Planning and Scoping
In planning and scoping, a company will need to define a problem to solve. Some key things to keep in mind here are to keep it simple, as overcomplicating the process can create unnecessary difficulties and delays. If you’re not sure about the productivity of the machine and operator, you will want to get more data. More data provides more information to accurately answer this question. And you will want to get downtime data, as this is the ideal place to start in improving overall equipment efficiency.
Getting more data sounds great, but what data do you really need? To define this, you will need to answer these questions:
- What KPIs are used to drive operations excellence?
- What metrics are used to measure performance, production, quality, and availability?
- What does the data from the user say about when the machine is in use and not, and why?
- What does the data from the machine say about when it is running and not running?
- What are the failures in the machine with failure codes?
Next, you will want to review the machine. This includes all relevant machine information such as:
- Machine model number, vendor name
- Is there an alarm screen, alarm lists, or status screens about state and condition? What types of faults and alarms exist?
- Do we have technical manuals that list functions, operations, and data points available?
- Does it have a PLC? Model, vendor? Other types of controllers?
- What is the communications protocol?
- Is there an ethernet port?
- Are there extra modules or licenses to buy to pull data from the machine?
- Can data be read in real-time? Or must be downloaded via CSV or another method?
You will want to review your network. In order to gather data, you will need to know if the machines are connected, and if so how they are connected. You will need to know if a network exists and if it is hardwired (Ethernet, RS-232, RS-485, other), if it is on Wi-Fi, and what type. And finally, what kind of security this network has.
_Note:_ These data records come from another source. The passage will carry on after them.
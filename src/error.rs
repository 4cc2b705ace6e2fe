use axum::{Json, http::StatusCode, response::IntoResponse};
use serde::Serialize;
use sqlx::Error as SqlxError;
use thiserror::Error as ThisError;
use tracing::error;

/// Why a login attempt was refused. The display text is shown to the user.
#[derive(Debug, Clone, Copy, PartialEq, Eq, ThisError)]
pub enum VerifyError {
    #[error("Username does not exist")]
    UnknownUser,

    #[error("Password does not match")]
    BadPassword,
}

#[derive(Debug, ThisError)]
pub enum StockroomError {
    #[error("{0}")]
    Verify(#[from] VerifyError),

    #[error("User already exists: {0}")]
    UserExists(String),

    #[error("Not logged in")]
    Unauthenticated,

    #[error("Invalid image identifier: {0}")]
    InvalidImageId(String),

    #[error("Password hash error: {0}")]
    PasswordHash(String),

    #[error("Database error: {0}")]
    DatabaseError(#[from] SqlxError),

    #[error("IO error: {0}")]
    Io(#[from] std::io::Error),

    #[error("Configuration error: {0}")]
    Config(#[from] figment::Error),
}

impl From<argon2::password_hash::Error> for StockroomError {
    fn from(e: argon2::password_hash::Error) -> Self {
        StockroomError::PasswordHash(e.to_string())
    }
}

impl IntoResponse for StockroomError {
    fn into_response(self) -> axum::response::Response {
        let (status, error_body) = match self {
            StockroomError::Verify(reason) => (
                StatusCode::UNAUTHORIZED,
                ApiErrorBody {
                    code: "LOGIN_FAILED".to_string(),
                    message: reason.to_string(),
                },
            ),
            StockroomError::Unauthenticated => (
                StatusCode::UNAUTHORIZED,
                ApiErrorBody {
                    code: "UNAUTHORIZED".to_string(),
                    message: "Employee login required.".to_string(),
                },
            ),
            StockroomError::UserExists(username) => (
                StatusCode::CONFLICT,
                ApiErrorBody {
                    code: "USER_EXISTS".to_string(),
                    message: format!("User {username} already exists."),
                },
            ),
            StockroomError::InvalidImageId(image_id) => (
                StatusCode::BAD_REQUEST,
                ApiErrorBody {
                    code: "INVALID_IMAGE".to_string(),
                    message: format!("{image_id} is not a png, jpg or jpeg image."),
                },
            ),
            err @ (StockroomError::DatabaseError(_)
            | StockroomError::PasswordHash(_)
            | StockroomError::Io(_)
            | StockroomError::Config(_)) => {
                error!(error = %err, "request failed");
                (
                    StatusCode::INTERNAL_SERVER_ERROR,
                    ApiErrorBody {
                        code: "INTERNAL_ERROR".to_string(),
                        message: "An internal server error occurred.".to_string(),
                    },
                )
            }
        };
        (status, Json(ApiErrorResponse { error: error_body })).into_response()
    }
}

/// Standardized API error response body
#[derive(Serialize)]
pub struct ApiErrorBody {
    pub code: String,
    pub message: String,
}

#[derive(Serialize)]
pub struct ApiErrorResponse {
    pub error: ApiErrorBody,
}

#[cfg(test)]
mod tests {
    use super::*;

    #[test]
    fn verify_reasons_read_as_login_messages() {
        assert_eq!(VerifyError::UnknownUser.to_string(), "Username does not exist");
        assert_eq!(VerifyError::BadPassword.to_string(), "Password does not match");
        let wrapped: StockroomError = VerifyError::BadPassword.into();
        assert_eq!(wrapped.to_string(), "Password does not match");
    }

    #[test]
    fn status_codes_follow_error_kind() {
        let cases = [
            (StockroomError::from(VerifyError::UnknownUser), StatusCode::UNAUTHORIZED),
            (StockroomError::Unauthenticated, StatusCode::UNAUTHORIZED),
            (StockroomError::UserExists("alice".into()), StatusCode::CONFLICT),
            (StockroomError::InvalidImageId("a.gif".into()), StatusCode::BAD_REQUEST),
            (StockroomError::DatabaseError(SqlxError::RowNotFound), StatusCode::INTERNAL_SERVER_ERROR),
        ];
        for (err, status) in cases {
            assert_eq!(err.into_response().status(), status);
        }
    }
}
Selecting a software platform is the next step in your planning process and a crucial decision. If there is any chance you will connect to more machines, pull more data from machines, and expand the solution in other ways, a platform should be considered that has flexible visualizations, data models, many options for connectivity, data historian, etc. You will need to ascertain which IT servers and databases are already in place on-premises, if a cloud solution is acceptable and if you really need data to be viewed in real-time.
You will of course need to design the solution. In doing so, you will design the LAN setup and other connectivity required connectivity modules for the machine, protocols, tools to translate the data, tools to push the data to data storage, data storage itself, data processing for calculations, and the software platform for visualizing the data.
Finally, you will create a plan. This project plan will include a projected schedule, WBS, team members, responsibility assignments, and pricing for all services and products to purchase for the project.
Proof of Concept
The proof of concept will be an experiment or pilot project. This of course will be done with all the previously mentioned data and preparation, but it is not a final product. Some may worry that creating an IoT solution may be a one-time implementation – but it is instead an evolving process, and so a proof of concept is a valuable first step.
During this phase, you will want to set up a machine with modules, and you need a vendor to do this. You will set up a network and gateway devices, and software including Kepware and the chosen IoT platform. Next, you will connect the machine. Then, you will map the data to the OPC UA product, push data to the IoT software platform, and display the data in that IoT software platform.